TASK OBJECTIVE: The result should be every line of the listing that holds the word "types".

[MATERIAL FOR THIS EXERCISE — start]

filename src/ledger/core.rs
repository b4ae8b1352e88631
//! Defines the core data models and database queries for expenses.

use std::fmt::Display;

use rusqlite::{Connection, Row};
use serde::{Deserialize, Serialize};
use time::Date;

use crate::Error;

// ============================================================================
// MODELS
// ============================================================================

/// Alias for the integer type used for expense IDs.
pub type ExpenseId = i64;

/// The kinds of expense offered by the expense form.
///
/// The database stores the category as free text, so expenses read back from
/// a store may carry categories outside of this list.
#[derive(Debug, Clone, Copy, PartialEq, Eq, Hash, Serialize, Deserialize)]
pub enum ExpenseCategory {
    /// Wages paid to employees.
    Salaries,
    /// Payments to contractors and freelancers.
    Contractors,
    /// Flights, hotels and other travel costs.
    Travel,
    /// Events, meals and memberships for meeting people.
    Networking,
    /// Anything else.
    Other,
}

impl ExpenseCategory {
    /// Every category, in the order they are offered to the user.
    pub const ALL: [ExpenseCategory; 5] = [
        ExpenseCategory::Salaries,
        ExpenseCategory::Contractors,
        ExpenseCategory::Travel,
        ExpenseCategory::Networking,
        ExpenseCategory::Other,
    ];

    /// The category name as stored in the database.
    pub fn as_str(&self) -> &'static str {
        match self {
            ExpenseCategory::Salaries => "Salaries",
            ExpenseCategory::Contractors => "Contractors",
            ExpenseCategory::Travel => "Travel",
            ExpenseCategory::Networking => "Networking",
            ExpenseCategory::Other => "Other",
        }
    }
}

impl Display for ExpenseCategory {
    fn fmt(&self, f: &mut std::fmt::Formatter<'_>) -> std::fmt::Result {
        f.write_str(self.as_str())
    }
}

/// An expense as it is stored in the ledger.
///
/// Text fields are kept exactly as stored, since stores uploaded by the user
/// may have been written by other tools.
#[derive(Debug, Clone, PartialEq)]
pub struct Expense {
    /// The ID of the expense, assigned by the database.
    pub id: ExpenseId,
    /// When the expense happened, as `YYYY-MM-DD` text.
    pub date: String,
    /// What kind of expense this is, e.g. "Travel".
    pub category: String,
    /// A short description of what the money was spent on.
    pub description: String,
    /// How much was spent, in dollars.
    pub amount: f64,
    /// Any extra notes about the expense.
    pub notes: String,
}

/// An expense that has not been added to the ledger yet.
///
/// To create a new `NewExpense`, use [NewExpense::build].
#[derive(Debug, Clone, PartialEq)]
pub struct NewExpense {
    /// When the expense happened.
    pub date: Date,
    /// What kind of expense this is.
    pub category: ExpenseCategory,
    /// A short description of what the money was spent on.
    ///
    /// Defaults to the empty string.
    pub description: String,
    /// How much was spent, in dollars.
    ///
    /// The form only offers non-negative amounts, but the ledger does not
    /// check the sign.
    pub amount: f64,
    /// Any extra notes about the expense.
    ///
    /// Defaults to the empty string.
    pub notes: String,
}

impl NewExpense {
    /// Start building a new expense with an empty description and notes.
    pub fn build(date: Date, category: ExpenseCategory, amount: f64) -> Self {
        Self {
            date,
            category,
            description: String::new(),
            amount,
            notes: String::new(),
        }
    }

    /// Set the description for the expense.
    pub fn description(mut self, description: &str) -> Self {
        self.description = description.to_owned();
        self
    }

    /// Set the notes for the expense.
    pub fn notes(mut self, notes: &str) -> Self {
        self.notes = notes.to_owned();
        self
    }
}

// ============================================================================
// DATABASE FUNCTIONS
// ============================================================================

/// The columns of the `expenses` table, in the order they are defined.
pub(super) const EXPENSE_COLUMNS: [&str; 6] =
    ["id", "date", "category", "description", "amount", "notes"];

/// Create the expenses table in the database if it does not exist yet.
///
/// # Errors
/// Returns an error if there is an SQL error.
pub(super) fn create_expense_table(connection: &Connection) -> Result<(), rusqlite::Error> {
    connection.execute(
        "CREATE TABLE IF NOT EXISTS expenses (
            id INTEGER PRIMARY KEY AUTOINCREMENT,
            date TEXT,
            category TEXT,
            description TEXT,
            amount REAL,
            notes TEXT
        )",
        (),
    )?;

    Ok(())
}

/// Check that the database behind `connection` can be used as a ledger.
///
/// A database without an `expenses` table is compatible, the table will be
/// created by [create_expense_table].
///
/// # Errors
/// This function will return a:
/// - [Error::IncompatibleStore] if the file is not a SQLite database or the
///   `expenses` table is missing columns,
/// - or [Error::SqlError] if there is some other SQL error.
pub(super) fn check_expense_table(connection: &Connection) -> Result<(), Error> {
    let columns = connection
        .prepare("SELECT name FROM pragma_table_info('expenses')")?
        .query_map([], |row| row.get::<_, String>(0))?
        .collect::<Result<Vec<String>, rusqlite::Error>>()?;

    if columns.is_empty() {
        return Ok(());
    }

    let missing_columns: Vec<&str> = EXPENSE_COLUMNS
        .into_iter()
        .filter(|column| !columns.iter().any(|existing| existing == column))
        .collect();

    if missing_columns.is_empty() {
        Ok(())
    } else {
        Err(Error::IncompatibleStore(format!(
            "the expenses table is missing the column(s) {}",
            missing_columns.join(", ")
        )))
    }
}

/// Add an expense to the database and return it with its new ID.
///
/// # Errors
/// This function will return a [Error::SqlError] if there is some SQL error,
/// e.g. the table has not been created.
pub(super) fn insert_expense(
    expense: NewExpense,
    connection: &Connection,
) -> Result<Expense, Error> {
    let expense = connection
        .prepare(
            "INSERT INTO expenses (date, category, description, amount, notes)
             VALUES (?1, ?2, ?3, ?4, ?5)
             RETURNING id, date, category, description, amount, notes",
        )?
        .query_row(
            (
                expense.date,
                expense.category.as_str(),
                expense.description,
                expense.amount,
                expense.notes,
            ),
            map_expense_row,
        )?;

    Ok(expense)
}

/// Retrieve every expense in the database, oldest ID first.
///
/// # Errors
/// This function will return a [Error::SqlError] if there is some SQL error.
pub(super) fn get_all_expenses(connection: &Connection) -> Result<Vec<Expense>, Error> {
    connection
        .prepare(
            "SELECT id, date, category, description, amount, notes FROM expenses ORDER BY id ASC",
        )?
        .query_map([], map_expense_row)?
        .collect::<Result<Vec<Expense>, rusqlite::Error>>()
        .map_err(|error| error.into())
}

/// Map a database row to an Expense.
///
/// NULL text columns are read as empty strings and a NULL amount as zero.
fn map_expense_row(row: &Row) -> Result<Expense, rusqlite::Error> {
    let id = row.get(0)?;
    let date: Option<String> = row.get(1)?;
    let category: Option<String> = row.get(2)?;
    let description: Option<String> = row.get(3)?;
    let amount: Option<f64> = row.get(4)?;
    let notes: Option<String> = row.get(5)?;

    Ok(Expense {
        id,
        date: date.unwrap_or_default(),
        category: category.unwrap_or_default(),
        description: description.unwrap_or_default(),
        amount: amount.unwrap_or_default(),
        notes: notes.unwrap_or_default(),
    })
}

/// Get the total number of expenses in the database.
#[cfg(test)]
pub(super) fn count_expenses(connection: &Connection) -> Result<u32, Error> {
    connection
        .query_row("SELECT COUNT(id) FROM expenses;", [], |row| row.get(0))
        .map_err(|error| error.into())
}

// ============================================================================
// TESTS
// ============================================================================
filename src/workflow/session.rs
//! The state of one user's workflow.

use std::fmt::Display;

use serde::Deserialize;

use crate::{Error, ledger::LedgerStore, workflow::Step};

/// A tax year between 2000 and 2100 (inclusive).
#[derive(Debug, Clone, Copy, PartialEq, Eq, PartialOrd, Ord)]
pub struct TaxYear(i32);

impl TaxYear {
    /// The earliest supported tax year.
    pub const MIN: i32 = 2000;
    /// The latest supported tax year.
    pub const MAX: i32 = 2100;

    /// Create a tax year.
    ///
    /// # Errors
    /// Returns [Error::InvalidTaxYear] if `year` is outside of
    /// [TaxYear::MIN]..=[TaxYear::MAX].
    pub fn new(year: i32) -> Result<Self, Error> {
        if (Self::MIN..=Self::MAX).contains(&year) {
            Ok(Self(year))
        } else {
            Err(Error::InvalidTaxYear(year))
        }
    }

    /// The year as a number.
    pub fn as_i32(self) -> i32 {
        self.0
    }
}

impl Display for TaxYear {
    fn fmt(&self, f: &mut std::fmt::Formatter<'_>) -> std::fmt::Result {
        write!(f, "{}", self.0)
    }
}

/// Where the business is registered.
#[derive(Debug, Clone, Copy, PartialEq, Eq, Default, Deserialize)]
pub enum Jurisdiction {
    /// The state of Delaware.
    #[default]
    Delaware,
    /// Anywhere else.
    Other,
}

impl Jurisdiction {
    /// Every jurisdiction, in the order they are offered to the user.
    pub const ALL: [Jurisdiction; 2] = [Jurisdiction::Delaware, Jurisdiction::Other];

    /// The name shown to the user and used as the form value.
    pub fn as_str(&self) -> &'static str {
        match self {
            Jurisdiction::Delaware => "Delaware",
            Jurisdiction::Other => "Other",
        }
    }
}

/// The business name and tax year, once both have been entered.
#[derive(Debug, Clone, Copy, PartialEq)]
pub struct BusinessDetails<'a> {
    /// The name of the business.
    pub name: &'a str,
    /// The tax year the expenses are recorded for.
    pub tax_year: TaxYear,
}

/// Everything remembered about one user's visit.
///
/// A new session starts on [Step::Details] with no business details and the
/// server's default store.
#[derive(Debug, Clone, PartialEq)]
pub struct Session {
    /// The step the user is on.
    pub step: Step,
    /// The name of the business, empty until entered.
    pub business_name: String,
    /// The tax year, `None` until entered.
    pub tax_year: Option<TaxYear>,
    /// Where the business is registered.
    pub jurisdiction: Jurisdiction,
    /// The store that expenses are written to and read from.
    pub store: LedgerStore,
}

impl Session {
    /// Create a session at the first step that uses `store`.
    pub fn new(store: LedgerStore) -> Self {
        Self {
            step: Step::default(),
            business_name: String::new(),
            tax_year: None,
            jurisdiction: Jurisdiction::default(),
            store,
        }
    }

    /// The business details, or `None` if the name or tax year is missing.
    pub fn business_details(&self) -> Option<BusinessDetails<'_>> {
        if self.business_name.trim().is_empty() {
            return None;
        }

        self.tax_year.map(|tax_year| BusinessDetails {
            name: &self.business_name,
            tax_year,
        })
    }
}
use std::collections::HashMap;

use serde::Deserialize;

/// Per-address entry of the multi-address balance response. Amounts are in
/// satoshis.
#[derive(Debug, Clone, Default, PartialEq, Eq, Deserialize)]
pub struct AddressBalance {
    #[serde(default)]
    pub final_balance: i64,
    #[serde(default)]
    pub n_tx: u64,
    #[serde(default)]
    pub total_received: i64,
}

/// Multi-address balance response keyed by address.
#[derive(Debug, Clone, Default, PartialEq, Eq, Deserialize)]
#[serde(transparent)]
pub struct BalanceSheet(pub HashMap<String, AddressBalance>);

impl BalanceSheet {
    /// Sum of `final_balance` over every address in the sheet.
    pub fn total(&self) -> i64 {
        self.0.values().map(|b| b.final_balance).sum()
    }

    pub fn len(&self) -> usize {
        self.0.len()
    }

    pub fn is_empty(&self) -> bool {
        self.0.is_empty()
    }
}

[MATERIAL FOR THIS EXERCISE — finish]
[MATERIAL FOR THIS EXERCISE — start]

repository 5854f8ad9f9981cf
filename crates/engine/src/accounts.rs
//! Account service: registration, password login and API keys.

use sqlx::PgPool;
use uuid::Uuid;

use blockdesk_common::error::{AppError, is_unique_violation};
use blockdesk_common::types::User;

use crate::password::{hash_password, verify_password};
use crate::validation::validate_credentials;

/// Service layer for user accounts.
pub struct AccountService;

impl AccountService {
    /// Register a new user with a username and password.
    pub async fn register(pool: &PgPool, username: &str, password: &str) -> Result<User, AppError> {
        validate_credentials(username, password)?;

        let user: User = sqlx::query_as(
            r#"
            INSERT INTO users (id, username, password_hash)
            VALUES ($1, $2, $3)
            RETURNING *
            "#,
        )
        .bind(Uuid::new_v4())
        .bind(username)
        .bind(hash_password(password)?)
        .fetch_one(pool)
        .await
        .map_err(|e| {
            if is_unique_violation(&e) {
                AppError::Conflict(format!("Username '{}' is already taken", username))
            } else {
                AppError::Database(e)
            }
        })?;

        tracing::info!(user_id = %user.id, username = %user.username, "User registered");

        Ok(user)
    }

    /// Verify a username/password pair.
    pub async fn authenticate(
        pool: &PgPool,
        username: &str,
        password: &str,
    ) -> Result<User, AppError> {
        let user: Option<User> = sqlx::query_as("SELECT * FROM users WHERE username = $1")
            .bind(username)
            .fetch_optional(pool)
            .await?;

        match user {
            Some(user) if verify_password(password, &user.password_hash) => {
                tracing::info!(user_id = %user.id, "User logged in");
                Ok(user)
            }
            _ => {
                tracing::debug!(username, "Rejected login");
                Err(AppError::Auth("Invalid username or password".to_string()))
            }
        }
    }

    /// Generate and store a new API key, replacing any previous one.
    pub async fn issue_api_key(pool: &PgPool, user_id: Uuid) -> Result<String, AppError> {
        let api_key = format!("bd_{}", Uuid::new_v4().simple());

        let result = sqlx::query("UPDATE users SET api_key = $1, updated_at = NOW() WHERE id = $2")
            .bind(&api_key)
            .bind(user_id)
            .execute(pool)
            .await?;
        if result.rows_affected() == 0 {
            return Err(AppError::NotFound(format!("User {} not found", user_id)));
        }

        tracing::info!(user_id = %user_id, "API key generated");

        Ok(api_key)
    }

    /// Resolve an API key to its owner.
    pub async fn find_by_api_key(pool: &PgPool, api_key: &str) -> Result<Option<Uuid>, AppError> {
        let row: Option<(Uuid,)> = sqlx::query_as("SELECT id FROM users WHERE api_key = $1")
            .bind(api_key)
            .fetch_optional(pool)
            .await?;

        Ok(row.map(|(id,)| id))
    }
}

[MATERIAL FOR THIS EXERCISE — finish]
[MATERIAL FOR THIS EXERCISE — start]

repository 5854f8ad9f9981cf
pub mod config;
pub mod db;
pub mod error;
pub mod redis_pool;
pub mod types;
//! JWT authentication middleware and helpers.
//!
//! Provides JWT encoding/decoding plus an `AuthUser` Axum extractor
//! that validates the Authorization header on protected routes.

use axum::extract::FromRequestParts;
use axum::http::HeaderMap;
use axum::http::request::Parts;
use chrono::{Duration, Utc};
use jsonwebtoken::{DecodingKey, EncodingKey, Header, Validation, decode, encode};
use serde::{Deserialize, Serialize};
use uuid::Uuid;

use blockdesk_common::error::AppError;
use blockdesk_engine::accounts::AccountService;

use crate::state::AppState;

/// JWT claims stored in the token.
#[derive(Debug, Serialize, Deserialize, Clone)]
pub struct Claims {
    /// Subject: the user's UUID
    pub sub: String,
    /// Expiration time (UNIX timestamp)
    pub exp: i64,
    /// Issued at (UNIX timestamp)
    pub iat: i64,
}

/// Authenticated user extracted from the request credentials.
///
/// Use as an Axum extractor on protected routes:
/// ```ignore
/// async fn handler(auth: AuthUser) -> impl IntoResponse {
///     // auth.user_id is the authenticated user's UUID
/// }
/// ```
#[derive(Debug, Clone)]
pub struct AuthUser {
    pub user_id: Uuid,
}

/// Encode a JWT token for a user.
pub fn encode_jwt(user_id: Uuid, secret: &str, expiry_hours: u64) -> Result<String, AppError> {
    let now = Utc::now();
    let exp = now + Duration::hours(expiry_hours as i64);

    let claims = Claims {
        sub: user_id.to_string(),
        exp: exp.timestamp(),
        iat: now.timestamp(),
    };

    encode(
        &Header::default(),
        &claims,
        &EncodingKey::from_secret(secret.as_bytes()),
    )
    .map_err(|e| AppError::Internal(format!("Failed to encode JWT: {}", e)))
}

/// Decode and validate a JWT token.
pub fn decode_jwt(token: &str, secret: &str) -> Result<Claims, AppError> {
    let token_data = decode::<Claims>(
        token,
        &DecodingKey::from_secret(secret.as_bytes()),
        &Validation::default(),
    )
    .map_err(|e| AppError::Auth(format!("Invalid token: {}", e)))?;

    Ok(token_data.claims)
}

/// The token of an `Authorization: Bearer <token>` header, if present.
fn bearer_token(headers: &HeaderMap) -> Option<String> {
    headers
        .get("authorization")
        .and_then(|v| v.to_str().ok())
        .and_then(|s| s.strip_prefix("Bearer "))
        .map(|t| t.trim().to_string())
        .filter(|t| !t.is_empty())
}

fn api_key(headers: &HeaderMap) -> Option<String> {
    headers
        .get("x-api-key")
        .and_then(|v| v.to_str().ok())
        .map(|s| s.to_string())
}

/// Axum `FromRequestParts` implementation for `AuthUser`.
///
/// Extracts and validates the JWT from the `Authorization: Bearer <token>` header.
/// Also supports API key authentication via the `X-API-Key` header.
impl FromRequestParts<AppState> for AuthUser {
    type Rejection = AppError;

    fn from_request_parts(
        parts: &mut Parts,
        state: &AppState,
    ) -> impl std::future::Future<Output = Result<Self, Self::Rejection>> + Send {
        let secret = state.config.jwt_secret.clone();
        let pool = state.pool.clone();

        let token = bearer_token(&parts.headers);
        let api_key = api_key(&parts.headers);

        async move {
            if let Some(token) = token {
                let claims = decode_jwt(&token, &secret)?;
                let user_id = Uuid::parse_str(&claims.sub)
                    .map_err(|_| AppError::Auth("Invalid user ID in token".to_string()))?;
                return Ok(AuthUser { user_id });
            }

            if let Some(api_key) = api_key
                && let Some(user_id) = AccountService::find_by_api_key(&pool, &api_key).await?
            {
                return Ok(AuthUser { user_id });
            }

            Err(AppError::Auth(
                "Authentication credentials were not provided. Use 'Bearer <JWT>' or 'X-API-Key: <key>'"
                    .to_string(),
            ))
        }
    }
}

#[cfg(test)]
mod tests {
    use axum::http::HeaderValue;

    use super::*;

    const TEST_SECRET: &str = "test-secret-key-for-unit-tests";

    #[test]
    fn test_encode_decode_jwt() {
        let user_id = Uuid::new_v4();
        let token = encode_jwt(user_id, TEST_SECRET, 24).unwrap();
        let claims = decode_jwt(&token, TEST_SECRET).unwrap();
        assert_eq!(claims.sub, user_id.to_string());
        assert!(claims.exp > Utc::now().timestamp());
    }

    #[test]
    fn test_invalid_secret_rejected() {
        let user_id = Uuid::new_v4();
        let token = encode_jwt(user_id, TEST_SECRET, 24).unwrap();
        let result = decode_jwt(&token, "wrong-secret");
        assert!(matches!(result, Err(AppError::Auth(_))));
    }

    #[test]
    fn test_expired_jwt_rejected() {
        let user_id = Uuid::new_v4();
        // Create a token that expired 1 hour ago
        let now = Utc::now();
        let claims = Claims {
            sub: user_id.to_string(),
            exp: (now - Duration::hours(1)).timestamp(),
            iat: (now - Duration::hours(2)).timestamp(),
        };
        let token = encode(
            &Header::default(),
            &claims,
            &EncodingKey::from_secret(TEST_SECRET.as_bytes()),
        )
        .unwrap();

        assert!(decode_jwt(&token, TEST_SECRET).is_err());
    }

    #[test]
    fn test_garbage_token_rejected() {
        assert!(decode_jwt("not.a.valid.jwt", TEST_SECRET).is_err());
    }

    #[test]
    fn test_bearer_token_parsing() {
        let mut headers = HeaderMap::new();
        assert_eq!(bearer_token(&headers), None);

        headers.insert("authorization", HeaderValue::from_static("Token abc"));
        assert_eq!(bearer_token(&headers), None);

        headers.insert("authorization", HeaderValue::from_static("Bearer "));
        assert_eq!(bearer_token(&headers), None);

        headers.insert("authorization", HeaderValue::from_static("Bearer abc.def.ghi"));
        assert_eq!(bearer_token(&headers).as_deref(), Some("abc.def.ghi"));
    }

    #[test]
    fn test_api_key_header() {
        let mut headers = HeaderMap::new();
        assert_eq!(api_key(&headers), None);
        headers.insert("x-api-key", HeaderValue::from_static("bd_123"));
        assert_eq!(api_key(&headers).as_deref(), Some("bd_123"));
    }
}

[MATERIAL FOR THIS EXERCISE — finish]

RESPONSE:
use blockdesk_common::types::User;
pub mod types;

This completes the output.